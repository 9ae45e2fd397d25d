use super::*;

fn hints() -> GridHints {
    GridHints::default()
}

#[test]
fn explicit_grid_derives_frame_size() {
    let r = resolve_grid((320, 128), &GridHints::grid("5x2")).unwrap();
    assert_eq!(r.layout.grid, Grid { cols: 5, rows: 2 });
    assert_eq!((r.layout.frame_width, r.layout.frame_height), (64, 64));
    assert_eq!(r.frame_count, 10);
    assert_eq!(r.method, ResolutionMethod::Explicit);
    assert_eq!(r.confidence, 1.0);
}

#[test]
fn explicit_grid_must_divide_sheet() {
    let err = resolve_grid((321, 128), &GridHints::grid("5x2")).unwrap_err();
    assert!(matches!(err, SpriteError::InvalidGrid(_)));
    let err = resolve_grid((320, 128), &GridHints::grid("5x3")).unwrap_err();
    assert!(matches!(err, SpriteError::InvalidGrid(_)));
}

#[test]
fn frames_hint_caps_processing_count() {
    let r = resolve_grid((320, 128), &GridHints::grid("5x2").with_frames(6)).unwrap();
    assert_eq!(r.frame_count, 6);

    let err = resolve_grid((320, 128), &GridHints::grid("5x2").with_frames(11)).unwrap_err();
    assert!(matches!(err, SpriteError::InvalidGrid(_)));

    let err = resolve_grid((320, 128), &GridHints::grid("5x2").with_frames(0)).unwrap_err();
    assert!(matches!(err, SpriteError::InvalidGrid(_)));
}

#[test]
fn frame_size_hint_fills_sheet() {
    let h = GridHints {
        frame_width: Some(64),
        frame_height: Some(32),
        ..hints()
    };
    let r = resolve_grid((256, 128), &h).unwrap();
    assert_eq!(r.layout.grid, Grid { cols: 4, rows: 4 });
    assert_eq!(r.method, ResolutionMethod::FrameSize);
}

#[test]
fn frame_size_hint_rejects_misfits() {
    let odd = GridHints {
        frame_width: Some(60),
        frame_height: Some(64),
        ..hints()
    };
    assert!(matches!(
        resolve_grid((256, 128), &odd).unwrap_err(),
        SpriteError::InvalidGrid(_)
    ));

    let oversized = GridHints {
        frame_width: Some(512),
        frame_height: Some(64),
        ..hints()
    };
    assert!(matches!(
        resolve_grid((256, 128), &oversized).unwrap_err(),
        SpriteError::InvalidGrid(_)
    ));

    let half = GridHints {
        frame_width: Some(64),
        ..hints()
    };
    assert!(matches!(
        resolve_grid((256, 128), &half).unwrap_err(),
        SpriteError::InvalidGrid(_)
    ));
}

#[test]
fn frame_size_with_row_width_and_count_shrinks_grid() {
    let h = GridHints {
        frame_width: Some(32),
        frame_height: Some(32),
        frames_per_row: Some(3),
        frames: Some(5),
        ..hints()
    };
    let r = resolve_grid((128, 96), &h).unwrap();
    assert_eq!(r.layout.grid, Grid { cols: 3, rows: 2 });
    assert_eq!(r.frame_count, 5);

    let too_wide = GridHints {
        frames_per_row: Some(5),
        ..h
    };
    assert!(matches!(
        resolve_grid((128, 96), &too_wide).unwrap_err(),
        SpriteError::InvalidGrid(_)
    ));
}

#[test]
fn frames_per_row_with_count_derives_rows() {
    let h = GridHints {
        frames_per_row: Some(4),
        frames: Some(8),
        ..hints()
    };
    let r = resolve_grid((256, 128), &h).unwrap();
    assert_eq!(r.layout.grid, Grid { cols: 4, rows: 2 });
    assert_eq!((r.layout.frame_width, r.layout.frame_height), (64, 64));
    assert_eq!(r.method, ResolutionMethod::FramesPerRow);
}

#[test]
fn frames_per_row_alone_picks_rows_by_detection() {
    let h = GridHints {
        frames_per_row: Some(5),
        ..hints()
    };
    let r = resolve_grid((320, 128), &h).unwrap();
    assert_eq!(r.layout.grid, Grid { cols: 5, rows: 2 });
    assert_eq!(r.method, ResolutionMethod::FramesPerRow);
    assert!(r.alternatives.iter().all(|c| c.grid.cols == 5));
}

#[test]
fn auto_detects_square_tiles() {
    let r = resolve_grid((320, 128), &hints()).unwrap();
    assert_eq!(r.layout.grid, Grid { cols: 5, rows: 2 });
    assert_eq!(r.method, ResolutionMethod::AutoDetected);
    assert!(r.confidence > 0.9);
    assert!(!r.alternatives.is_empty());
    assert!(r.alternatives.len() <= MAX_ALTERNATIVES);

    let auto = resolve_grid((320, 128), &GridHints::grid("auto")).unwrap();
    assert_eq!(auto.layout.grid, r.layout.grid);
}

#[test]
fn auto_detection_fails_on_prime_sides() {
    let err = resolve_grid((1, 1), &hints()).unwrap_err();
    assert!(matches!(err, SpriteError::InvalidGrid(_)));
}

#[test]
fn zero_sized_sheet_is_rejected() {
    assert!(resolve_grid((0, 64), &GridHints::grid("1x1")).is_err());
}

#[test]
fn near_square_grid_for_counts() {
    assert_eq!(auto_grid_for_count(1).unwrap(), Grid { cols: 1, rows: 1 });
    assert_eq!(auto_grid_for_count(6).unwrap(), Grid { cols: 3, rows: 2 });
    assert_eq!(auto_grid_for_count(9).unwrap(), Grid { cols: 3, rows: 3 });
    assert_eq!(auto_grid_for_count(10).unwrap(), Grid { cols: 4, rows: 3 });
    assert!(auto_grid_for_count(0).is_err());
}

#[test]
fn huge_counts_do_not_overflow() {
    let g = auto_grid_for_count(4_000_000_000).unwrap();
    assert_eq!(g, Grid { cols: 63246, rows: 63246 });
    assert!(g.capacity() >= 4_000_000_000);

    let err = auto_grid_for_count(u32::MAX).unwrap_err();
    assert!(matches!(err, SpriteError::InvalidGrid(_)));
}

#[test]
fn explicit_grid_with_overflowing_capacity_is_rejected() {
    let err = resolve_grid((70000, 70000), &GridHints::grid("70000x70000")).unwrap_err();
    assert!(matches!(err, SpriteError::InvalidGrid(_)), "{err}");
}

######

Would you please repeat the whole listing exactly as it is?

» EXERCISE RESPONSE
repository 9ae45e2fd397d25d
use super::*;

fn hints() -> GridHints {
    GridHints::default()
}

#[test]
fn explicit_grid_derives_frame_size() {
    let r = resolve_grid((320, 128), &GridHints::grid("5x2")).unwrap();
    assert_eq!(r.layout.grid, Grid { cols: 5, rows: 2 });
    assert_eq!((r.layout.frame_width, r.layout.frame_height), (64, 64));
    assert_eq!(r.frame_count, 10);
    assert_eq!(r.method, ResolutionMethod::Explicit);
    assert_eq!(r.confidence, 1.0);
}

#[test]
fn explicit_grid_must_divide_sheet() {
    let err = resolve_grid((321, 128), &GridHints::grid("5x2")).unwrap_err();
    assert!(matches!(err, SpriteError::InvalidGrid(_)));
    let err = resolve_grid((320, 128), &GridHints::grid("5x3")).unwrap_err();
    assert!(matches!(err, SpriteError::InvalidGrid(_)));
}

#[test]
fn frames_hint_caps_processing_count() {
    let r = resolve_grid((320, 128), &GridHints::grid("5x2").with_frames(6)).unwrap();
    assert_eq!(r.frame_count, 6);

    let err = resolve_grid((320, 128), &GridHints::grid("5x2").with_frames(11)).unwrap_err();
    assert!(matches!(err, SpriteError::InvalidGrid(_)));

    let err = resolve_grid((320, 128), &GridHints::grid("5x2").with_frames(0)).unwrap_err();
    assert!(matches!(err, SpriteError::InvalidGrid(_)));
}

#[test]
fn frame_size_hint_fills_sheet() {
    let h = GridHints {
        frame_width: Some(64),
        frame_height: Some(32),
        ..hints()
    };
    let r = resolve_grid((256, 128), &h).unwrap();
    assert_eq!(r.layout.grid, Grid { cols: 4, rows: 4 });
    assert_eq!(r.method, ResolutionMethod::FrameSize);
}

#[test]
fn frame_size_hint_rejects_misfits() {
    let odd = GridHints {
        frame_width: Some(60),
        frame_height: Some(64),
        ..hints()
    };
    assert!(matches!(
        resolve_grid((256, 128), &odd).unwrap_err(),
        SpriteError::InvalidGrid(_)
    ));

    let oversized = GridHints {
        frame_width: Some(512),
        frame_height: Some(64),
        ..hints()
    };
    assert!(matches!(
        resolve_grid((256, 128), &oversized).unwrap_err(),
        SpriteError::InvalidGrid(_)
    ));

    let half = GridHints {
        frame_width: Some(64),
        ..hints()
    };
    assert!(matches!(
        resolve_grid((256, 128), &half).unwrap_err(),
        SpriteError::InvalidGrid(_)
    ));
}

#[test]
fn frame_size_with_row_width_and_count_shrinks_grid() {
    let h = GridHints {
        frame_width: Some(32),
        frame_height: Some(32),
        frames_per_row: Some(3),
        frames: Some(5),
        ..hints()
    };
    let r = resolve_grid((128, 96), &h).unwrap();
    assert_eq!(r.layout.grid, Grid { cols: 3, rows: 2 });
    assert_eq!(r.frame_count, 5);

    let too_wide = GridHints {
        frames_per_row: Some(5),
        ..h
    };
    assert!(matches!(
        resolve_grid((128, 96), &too_wide).unwrap_err(),
        SpriteError::InvalidGrid(_)
    ));
}

#[test]
fn frames_per_row_with_count_derives_rows() {
    let h = GridHints {
        frames_per_row: Some(4),
        frames: Some(8),
        ..hints()
    };
    let r = resolve_grid((256, 128), &h).unwrap();
    assert_eq!(r.layout.grid, Grid { cols: 4, rows: 2 });
    assert_eq!((r.layout.frame_width, r.layout.frame_height), (64, 64));
    assert_eq!(r.method, ResolutionMethod::FramesPerRow);
}

#[test]
fn frames_per_row_alone_picks_rows_by_detection() {
    let h = GridHints {
        frames_per_row: Some(5),
        ..hints()
    };
    let r = resolve_grid((320, 128), &h).unwrap();
    assert_eq!(r.layout.grid, Grid { cols: 5, rows: 2 });
    assert_eq!(r.method, ResolutionMethod::FramesPerRow);
    assert!(r.alternatives.iter().all(|c| c.grid.cols == 5));
}

#[test]
fn auto_detects_square_tiles() {
    let r = resolve_grid((320, 128), &hints()).unwrap();
    assert_eq!(r.layout.grid, Grid { cols: 5, rows: 2 });
    assert_eq!(r.method, ResolutionMethod::AutoDetected);
    assert!(r.confidence > 0.9);
    assert!(!r.alternatives.is_empty());
    assert!(r.alternatives.len() <= MAX_ALTERNATIVES);

    let auto = resolve_grid((320, 128), &GridHints::grid("auto")).unwrap();
    assert_eq!(auto.layout.grid, r.layout.grid);
}

#[test]
fn auto_detection_fails_on_prime_sides() {
    let err = resolve_grid((1, 1), &hints()).unwrap_err();
    assert!(matches!(err, SpriteError::InvalidGrid(_)));
}

#[test]
fn zero_sized_sheet_is_rejected() {
    assert!(resolve_grid((0, 64), &GridHints::grid("1x1")).is_err());
}

#[test]
fn near_square_grid_for_counts() {
    assert_eq!(auto_grid_for_count(1).unwrap(), Grid { cols: 1, rows: 1 });
    assert_eq!(auto_grid_for_count(6).unwrap(), Grid { cols: 3, rows: 2 });
    assert_eq!(auto_grid_for_count(9).unwrap(), Grid { cols: 3, rows: 3 });
    assert_eq!(auto_grid_for_count(10).unwrap(), Grid { cols: 4, rows: 3 });
    assert!(auto_grid_for_count(0).is_err());
}

#[test]
fn huge_counts_do_not_overflow() {
    let g = auto_grid_for_count(4_000_000_000).unwrap();
    assert_eq!(g, Grid { cols: 63246, rows: 63246 });
    assert!(g.capacity() >= 4_000_000_000);

    let err = auto_grid_for_count(u32::MAX).unwrap_err();
    assert!(matches!(err, SpriteError::InvalidGrid(_)));
}

#[test]
fn explicit_grid_with_overflowing_capacity_is_rejected() {
    let err = resolve_grid((70000, 70000), &GridHints::grid("70000x70000")).unwrap_err();
    assert!(matches!(err, SpriteError::InvalidGrid(_)), "{err}");
}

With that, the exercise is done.